▶ **PROVIDED DATA**:
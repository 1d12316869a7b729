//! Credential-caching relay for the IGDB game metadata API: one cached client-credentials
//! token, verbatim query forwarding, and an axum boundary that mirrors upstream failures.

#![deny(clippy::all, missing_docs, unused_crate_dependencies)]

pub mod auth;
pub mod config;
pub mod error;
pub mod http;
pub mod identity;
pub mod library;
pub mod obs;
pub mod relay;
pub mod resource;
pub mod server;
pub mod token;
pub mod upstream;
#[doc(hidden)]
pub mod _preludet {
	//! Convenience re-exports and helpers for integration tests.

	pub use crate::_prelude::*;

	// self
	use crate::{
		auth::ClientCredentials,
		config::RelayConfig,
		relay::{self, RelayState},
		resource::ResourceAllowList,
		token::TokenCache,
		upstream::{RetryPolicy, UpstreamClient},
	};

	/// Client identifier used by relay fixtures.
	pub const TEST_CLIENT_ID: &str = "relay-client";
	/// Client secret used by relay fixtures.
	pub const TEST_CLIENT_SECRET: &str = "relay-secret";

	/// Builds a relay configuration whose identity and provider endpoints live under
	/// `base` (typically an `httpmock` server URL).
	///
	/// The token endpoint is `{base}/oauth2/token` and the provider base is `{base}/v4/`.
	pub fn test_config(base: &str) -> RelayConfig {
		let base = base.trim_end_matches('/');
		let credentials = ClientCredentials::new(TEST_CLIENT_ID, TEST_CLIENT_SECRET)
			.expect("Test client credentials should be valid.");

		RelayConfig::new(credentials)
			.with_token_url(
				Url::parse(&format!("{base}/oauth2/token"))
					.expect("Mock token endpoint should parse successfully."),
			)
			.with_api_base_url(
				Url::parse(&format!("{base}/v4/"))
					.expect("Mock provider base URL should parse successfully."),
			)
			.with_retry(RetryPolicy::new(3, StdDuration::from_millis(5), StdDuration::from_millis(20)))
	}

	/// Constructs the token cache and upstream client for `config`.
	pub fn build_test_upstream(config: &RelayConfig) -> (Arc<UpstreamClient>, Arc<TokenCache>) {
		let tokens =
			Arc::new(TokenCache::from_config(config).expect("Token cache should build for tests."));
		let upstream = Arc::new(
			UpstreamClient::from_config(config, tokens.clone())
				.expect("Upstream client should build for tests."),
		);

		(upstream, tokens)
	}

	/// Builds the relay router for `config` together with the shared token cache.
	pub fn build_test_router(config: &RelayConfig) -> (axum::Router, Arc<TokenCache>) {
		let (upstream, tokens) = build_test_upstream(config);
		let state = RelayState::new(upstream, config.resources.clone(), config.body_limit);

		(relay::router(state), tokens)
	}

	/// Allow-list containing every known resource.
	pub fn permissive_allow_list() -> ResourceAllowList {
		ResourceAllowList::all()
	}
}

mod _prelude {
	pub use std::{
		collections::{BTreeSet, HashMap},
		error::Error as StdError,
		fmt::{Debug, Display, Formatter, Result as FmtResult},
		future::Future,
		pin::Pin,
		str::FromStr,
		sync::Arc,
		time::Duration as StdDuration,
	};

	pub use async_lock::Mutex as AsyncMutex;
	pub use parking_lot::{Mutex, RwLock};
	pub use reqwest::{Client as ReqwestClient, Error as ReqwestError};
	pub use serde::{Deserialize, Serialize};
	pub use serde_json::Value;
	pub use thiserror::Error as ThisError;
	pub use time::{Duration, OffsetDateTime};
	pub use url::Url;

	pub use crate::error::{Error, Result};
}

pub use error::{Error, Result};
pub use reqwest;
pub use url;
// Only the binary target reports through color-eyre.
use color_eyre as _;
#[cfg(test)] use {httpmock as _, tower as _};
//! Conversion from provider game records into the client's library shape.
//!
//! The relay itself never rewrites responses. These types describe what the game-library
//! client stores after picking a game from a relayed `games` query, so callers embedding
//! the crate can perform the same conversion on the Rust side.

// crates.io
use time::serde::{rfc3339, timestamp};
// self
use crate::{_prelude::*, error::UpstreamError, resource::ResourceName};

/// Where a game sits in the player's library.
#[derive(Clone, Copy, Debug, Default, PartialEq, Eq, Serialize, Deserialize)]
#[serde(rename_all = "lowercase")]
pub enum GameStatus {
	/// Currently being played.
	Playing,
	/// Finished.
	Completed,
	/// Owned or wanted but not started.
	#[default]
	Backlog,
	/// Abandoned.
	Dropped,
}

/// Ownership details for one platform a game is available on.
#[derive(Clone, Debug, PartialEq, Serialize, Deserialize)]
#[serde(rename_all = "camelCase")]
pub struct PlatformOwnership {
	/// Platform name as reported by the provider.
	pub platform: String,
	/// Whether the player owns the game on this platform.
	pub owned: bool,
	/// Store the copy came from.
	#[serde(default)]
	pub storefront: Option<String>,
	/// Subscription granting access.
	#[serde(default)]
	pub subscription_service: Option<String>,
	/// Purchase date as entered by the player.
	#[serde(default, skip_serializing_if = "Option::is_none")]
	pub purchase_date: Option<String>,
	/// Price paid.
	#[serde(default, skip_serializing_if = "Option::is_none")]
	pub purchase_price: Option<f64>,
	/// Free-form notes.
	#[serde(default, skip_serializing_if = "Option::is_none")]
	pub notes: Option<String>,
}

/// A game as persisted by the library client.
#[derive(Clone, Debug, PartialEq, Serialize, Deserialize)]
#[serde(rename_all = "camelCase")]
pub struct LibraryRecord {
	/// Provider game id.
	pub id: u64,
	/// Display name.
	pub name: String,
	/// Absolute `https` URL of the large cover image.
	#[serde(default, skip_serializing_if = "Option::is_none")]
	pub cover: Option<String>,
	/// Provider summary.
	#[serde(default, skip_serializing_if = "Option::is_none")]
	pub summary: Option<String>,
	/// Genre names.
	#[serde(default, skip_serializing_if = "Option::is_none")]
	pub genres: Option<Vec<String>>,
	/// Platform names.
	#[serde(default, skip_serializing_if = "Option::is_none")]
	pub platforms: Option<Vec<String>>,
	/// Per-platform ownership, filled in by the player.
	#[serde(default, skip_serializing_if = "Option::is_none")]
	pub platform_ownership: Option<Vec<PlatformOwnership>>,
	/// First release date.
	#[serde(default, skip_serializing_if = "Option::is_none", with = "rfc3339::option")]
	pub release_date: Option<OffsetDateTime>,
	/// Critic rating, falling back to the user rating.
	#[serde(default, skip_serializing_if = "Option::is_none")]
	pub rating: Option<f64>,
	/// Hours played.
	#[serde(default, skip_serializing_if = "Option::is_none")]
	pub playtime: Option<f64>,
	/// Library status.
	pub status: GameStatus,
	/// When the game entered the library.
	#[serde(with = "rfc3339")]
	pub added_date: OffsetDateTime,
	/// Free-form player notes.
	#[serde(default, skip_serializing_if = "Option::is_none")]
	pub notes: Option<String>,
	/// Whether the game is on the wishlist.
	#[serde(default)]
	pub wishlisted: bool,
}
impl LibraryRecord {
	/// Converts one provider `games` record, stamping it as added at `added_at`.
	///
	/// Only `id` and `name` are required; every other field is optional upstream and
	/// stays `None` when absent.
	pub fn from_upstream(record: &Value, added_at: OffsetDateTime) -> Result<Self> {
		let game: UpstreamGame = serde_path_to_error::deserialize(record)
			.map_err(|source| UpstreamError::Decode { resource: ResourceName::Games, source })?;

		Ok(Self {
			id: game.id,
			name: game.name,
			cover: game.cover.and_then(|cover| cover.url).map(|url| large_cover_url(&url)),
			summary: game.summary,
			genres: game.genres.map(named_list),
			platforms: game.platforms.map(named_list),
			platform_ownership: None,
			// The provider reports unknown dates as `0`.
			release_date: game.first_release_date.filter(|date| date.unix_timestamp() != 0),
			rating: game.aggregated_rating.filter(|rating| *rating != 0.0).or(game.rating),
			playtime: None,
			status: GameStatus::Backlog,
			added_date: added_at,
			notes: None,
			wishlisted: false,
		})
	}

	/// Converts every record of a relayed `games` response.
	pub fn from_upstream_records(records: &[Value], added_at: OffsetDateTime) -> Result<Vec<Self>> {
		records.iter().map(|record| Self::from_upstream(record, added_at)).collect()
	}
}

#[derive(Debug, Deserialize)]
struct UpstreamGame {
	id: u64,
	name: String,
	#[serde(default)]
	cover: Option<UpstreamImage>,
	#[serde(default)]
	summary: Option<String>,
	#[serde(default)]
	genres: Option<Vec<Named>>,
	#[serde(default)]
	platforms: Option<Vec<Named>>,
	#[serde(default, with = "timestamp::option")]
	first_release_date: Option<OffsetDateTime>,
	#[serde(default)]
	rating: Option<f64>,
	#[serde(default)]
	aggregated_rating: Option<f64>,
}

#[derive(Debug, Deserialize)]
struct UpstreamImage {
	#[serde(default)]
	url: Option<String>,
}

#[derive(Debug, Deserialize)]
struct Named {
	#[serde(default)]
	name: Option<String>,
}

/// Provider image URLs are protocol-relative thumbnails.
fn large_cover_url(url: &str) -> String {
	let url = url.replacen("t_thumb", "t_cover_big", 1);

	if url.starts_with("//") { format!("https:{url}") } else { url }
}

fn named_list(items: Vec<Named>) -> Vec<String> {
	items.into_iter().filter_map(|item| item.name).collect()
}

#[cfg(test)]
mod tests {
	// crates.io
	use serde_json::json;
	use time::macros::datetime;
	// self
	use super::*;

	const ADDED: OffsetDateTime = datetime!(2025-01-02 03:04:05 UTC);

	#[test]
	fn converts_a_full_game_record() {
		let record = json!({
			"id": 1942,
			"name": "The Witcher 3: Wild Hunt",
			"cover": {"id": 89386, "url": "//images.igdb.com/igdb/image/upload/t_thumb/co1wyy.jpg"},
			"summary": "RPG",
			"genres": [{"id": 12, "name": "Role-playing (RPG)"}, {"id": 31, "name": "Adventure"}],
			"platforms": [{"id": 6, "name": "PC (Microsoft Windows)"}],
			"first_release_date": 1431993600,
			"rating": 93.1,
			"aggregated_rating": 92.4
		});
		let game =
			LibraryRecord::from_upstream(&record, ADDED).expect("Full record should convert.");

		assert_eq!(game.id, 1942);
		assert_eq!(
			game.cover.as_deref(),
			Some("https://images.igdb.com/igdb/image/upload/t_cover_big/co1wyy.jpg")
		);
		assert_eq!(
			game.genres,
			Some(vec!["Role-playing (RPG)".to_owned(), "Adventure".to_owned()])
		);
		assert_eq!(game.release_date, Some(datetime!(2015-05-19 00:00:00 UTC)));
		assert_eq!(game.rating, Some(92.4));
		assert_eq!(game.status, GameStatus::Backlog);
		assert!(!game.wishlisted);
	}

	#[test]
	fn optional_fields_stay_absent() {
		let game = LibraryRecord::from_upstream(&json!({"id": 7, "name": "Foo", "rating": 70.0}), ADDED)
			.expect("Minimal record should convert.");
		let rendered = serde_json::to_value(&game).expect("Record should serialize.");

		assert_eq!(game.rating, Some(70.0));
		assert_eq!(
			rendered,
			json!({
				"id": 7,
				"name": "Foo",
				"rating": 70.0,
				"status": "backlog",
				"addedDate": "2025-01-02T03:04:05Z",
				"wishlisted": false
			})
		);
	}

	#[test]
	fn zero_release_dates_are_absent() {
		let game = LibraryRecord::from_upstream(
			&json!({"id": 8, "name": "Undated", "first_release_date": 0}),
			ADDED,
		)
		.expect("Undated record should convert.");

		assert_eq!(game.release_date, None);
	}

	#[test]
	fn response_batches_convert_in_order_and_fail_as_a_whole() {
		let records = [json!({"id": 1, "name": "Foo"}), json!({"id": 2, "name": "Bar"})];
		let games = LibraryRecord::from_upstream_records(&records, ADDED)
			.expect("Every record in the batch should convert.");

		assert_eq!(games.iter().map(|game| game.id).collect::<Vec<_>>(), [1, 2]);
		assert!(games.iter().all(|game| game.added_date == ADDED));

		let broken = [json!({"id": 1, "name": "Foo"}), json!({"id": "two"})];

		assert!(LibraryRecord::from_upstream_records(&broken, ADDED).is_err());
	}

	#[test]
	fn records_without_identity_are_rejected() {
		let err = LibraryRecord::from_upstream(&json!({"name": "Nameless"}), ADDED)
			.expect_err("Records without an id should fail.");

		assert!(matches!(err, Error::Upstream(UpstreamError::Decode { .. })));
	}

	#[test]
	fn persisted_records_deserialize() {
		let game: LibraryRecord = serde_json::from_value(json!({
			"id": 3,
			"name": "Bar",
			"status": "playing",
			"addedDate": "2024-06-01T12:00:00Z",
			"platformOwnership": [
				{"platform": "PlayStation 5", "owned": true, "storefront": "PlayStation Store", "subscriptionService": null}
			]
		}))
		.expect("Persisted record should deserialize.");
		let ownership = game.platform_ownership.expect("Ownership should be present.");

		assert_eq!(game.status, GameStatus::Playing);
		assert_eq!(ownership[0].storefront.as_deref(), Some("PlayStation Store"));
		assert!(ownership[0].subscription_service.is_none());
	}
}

▶ **TASK OBJECTIVE**:
Could you state how many lines above include the word "Result"? Reply with that number alone.

▶ **ANSWER SPACE**:
5